■ **Stored items**:
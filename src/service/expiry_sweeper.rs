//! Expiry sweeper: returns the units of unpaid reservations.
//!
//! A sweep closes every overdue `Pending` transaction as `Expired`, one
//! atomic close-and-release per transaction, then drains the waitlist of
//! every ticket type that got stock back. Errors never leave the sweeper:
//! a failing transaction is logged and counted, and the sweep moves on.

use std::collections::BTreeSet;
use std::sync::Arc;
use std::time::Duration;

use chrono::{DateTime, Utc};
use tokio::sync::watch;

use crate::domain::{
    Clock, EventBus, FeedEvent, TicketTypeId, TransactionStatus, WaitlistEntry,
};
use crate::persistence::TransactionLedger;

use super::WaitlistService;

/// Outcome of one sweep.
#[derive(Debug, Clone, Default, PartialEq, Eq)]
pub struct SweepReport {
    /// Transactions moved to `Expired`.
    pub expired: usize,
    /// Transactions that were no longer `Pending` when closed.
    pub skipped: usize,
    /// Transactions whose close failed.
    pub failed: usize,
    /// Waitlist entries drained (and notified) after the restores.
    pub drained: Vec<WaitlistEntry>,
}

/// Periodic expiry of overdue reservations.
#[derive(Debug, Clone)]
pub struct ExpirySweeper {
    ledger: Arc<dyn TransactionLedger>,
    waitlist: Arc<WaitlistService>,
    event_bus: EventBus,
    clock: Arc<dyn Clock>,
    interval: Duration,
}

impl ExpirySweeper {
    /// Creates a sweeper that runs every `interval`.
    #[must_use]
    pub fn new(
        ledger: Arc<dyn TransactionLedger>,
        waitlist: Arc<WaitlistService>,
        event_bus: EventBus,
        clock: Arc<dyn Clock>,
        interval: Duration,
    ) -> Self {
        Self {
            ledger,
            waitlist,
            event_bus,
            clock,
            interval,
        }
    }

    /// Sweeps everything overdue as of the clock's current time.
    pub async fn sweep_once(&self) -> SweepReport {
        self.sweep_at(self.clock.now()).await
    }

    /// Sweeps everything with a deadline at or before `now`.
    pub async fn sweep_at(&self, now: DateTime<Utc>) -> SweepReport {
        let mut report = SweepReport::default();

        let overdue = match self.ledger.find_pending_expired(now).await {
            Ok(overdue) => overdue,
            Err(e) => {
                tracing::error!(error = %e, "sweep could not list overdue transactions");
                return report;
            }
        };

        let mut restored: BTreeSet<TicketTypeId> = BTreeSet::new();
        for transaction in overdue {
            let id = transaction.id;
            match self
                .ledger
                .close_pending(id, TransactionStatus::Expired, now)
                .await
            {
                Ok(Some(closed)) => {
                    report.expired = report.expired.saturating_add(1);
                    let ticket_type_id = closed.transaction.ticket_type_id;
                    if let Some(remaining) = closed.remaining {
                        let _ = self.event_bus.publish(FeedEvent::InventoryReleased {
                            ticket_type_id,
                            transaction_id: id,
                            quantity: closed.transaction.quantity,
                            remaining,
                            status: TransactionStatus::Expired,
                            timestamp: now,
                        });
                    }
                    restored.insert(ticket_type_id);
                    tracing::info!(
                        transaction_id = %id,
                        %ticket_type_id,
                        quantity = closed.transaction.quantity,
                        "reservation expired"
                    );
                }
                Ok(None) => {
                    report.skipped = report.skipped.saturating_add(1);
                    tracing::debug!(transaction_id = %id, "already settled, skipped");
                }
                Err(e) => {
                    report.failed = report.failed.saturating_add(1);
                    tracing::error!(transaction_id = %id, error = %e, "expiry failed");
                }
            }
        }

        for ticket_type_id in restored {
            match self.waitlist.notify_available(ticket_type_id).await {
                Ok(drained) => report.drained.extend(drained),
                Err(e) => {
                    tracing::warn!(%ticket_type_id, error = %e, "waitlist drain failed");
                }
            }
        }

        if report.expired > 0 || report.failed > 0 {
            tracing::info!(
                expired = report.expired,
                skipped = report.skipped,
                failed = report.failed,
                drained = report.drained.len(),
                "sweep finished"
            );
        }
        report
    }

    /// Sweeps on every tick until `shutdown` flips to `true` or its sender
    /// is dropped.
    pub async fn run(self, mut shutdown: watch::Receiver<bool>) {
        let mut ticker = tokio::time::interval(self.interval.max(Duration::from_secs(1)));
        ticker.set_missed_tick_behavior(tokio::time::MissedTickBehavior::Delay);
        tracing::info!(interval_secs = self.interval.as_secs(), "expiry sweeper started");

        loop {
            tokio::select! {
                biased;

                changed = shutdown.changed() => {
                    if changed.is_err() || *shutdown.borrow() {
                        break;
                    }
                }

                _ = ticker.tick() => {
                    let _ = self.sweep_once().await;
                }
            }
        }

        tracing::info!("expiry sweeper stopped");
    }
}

---

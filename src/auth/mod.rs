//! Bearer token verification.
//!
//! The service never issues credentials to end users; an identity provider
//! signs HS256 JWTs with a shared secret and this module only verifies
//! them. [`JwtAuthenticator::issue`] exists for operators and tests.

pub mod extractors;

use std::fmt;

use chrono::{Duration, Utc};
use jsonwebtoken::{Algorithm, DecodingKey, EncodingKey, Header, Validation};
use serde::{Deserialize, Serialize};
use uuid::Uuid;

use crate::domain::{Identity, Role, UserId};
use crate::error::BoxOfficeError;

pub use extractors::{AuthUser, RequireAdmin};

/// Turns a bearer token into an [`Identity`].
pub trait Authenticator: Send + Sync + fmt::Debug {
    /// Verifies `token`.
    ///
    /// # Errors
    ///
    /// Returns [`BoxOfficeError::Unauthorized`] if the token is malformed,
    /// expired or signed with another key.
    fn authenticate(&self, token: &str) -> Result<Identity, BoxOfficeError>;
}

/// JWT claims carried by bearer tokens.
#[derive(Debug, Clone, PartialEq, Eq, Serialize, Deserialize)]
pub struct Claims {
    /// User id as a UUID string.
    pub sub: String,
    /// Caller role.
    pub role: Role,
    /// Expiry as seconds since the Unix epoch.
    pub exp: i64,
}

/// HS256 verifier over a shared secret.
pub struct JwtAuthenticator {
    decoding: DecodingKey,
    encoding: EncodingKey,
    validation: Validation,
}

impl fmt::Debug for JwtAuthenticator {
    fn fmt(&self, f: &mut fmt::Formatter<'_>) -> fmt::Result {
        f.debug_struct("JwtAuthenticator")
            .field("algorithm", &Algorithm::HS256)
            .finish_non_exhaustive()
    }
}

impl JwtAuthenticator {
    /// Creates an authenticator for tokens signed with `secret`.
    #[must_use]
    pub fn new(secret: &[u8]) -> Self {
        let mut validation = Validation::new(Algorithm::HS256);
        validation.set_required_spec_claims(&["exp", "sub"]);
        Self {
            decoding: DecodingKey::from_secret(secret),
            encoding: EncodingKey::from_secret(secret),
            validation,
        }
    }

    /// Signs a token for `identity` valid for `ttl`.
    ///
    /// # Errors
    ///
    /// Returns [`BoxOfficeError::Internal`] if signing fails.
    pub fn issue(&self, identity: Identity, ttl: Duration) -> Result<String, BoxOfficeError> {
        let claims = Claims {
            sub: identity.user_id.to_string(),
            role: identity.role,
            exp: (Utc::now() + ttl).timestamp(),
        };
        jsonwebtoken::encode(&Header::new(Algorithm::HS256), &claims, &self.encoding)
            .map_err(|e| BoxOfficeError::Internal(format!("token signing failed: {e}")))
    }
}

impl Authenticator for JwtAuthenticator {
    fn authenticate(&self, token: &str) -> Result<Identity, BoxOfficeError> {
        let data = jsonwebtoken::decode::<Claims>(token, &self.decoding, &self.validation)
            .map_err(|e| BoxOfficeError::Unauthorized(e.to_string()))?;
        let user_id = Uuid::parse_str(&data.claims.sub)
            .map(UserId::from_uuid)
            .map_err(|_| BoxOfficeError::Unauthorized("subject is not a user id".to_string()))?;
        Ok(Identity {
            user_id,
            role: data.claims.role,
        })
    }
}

■ **PROBLEM DETAILS**: Count how many lines in the data contain the word "that", giving the number without comment.

■ **RESPONSE AREA**: 3